* _What you will do_: In the records below, how many lines hold the string "SeqCst"? Give only the number.

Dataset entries
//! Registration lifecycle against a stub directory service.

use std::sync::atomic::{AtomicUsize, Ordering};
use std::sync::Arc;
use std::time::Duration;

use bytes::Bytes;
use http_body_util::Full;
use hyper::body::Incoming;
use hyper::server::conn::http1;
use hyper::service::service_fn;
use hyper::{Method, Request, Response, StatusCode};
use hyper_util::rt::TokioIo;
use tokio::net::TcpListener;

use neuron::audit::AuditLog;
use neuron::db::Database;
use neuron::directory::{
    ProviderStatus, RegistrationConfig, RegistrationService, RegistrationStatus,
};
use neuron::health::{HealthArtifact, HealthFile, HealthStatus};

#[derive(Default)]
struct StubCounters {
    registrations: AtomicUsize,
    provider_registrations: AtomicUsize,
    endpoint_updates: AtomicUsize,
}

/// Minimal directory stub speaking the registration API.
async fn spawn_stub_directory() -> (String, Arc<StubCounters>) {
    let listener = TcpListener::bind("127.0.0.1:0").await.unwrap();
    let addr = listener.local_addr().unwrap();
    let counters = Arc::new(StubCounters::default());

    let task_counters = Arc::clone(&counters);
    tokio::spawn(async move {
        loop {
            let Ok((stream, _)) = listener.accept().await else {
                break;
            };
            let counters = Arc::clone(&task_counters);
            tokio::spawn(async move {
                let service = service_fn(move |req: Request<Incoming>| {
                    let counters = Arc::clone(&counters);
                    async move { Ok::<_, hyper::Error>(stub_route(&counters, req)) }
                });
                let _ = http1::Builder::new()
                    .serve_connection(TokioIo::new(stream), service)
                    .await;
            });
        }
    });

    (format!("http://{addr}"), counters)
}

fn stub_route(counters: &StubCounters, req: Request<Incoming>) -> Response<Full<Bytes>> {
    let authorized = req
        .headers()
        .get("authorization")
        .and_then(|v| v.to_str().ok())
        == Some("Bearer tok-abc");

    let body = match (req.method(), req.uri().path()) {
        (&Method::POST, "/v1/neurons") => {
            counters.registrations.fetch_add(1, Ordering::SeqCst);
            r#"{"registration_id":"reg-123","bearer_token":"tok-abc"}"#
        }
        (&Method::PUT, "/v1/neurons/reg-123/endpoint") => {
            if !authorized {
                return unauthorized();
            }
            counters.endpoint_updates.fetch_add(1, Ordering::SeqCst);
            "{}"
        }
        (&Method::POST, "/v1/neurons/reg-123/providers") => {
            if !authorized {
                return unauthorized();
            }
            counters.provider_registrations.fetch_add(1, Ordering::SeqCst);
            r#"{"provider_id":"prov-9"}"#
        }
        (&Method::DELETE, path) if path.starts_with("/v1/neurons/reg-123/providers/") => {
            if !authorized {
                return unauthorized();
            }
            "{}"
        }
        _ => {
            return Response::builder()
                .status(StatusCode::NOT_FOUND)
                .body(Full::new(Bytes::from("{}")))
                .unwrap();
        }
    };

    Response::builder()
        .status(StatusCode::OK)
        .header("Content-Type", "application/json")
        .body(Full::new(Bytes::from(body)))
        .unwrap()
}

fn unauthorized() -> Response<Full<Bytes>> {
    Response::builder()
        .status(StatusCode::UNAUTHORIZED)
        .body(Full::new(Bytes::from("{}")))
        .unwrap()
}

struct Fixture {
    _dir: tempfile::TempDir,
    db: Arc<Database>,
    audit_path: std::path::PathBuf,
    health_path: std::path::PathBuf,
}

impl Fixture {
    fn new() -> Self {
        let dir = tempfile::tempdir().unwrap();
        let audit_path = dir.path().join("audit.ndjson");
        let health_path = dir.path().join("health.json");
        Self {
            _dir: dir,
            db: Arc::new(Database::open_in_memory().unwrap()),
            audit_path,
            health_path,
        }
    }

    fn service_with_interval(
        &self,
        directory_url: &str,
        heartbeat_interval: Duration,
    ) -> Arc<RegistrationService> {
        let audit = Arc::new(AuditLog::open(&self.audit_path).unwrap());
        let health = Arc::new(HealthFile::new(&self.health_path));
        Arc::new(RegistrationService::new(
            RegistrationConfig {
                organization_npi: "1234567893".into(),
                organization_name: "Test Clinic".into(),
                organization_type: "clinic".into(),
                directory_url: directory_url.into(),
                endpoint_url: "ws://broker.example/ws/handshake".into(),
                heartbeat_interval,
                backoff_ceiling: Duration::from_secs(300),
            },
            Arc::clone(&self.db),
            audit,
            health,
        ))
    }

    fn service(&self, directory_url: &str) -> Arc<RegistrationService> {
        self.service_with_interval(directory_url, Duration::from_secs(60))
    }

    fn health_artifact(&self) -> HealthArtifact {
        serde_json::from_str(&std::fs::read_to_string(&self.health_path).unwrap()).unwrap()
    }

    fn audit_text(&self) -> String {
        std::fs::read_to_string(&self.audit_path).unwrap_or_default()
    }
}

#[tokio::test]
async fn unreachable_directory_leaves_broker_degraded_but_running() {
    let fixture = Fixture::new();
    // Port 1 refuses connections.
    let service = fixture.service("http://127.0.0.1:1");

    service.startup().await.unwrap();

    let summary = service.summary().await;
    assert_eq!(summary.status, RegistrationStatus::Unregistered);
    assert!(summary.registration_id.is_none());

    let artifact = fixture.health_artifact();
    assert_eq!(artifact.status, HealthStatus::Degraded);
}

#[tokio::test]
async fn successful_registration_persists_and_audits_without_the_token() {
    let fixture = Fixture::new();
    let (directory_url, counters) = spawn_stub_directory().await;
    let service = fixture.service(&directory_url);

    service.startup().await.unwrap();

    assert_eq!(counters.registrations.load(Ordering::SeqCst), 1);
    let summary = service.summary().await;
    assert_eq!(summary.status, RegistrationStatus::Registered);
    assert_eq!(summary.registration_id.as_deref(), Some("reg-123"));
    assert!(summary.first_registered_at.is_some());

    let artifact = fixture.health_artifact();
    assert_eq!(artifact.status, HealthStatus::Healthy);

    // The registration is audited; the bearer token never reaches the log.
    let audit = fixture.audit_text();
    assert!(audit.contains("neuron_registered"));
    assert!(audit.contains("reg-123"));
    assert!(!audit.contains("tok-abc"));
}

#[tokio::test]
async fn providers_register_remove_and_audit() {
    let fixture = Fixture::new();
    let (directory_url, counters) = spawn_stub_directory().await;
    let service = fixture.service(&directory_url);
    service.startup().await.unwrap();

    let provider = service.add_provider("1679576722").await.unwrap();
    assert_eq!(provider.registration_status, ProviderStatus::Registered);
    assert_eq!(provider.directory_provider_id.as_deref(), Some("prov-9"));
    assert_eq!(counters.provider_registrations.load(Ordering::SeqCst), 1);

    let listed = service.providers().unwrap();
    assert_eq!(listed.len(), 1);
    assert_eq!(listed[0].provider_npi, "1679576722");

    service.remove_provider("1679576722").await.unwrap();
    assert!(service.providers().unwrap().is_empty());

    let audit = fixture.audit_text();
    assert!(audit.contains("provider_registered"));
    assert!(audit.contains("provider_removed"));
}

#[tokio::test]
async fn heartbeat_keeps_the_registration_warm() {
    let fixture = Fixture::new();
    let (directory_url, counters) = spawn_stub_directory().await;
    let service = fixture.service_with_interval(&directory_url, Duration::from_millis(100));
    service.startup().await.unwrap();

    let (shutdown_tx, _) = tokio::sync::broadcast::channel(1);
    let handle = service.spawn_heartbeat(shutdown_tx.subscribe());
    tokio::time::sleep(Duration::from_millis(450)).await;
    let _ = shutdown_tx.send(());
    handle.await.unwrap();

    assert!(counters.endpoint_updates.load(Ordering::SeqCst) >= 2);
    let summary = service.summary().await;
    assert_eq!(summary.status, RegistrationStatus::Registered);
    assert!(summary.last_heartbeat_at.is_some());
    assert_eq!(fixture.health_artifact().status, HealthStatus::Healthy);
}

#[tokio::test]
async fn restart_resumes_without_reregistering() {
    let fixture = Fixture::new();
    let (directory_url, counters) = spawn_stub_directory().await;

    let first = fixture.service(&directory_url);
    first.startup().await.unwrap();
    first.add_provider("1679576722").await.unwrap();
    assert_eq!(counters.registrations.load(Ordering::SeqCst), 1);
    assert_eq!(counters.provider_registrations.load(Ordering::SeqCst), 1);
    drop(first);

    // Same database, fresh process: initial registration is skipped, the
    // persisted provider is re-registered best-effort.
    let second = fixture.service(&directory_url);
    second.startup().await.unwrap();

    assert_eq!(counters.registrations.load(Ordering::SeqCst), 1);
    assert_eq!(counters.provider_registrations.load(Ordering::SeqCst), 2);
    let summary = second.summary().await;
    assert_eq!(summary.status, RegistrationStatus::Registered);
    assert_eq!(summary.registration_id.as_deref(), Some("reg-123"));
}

* _Answer section_: 10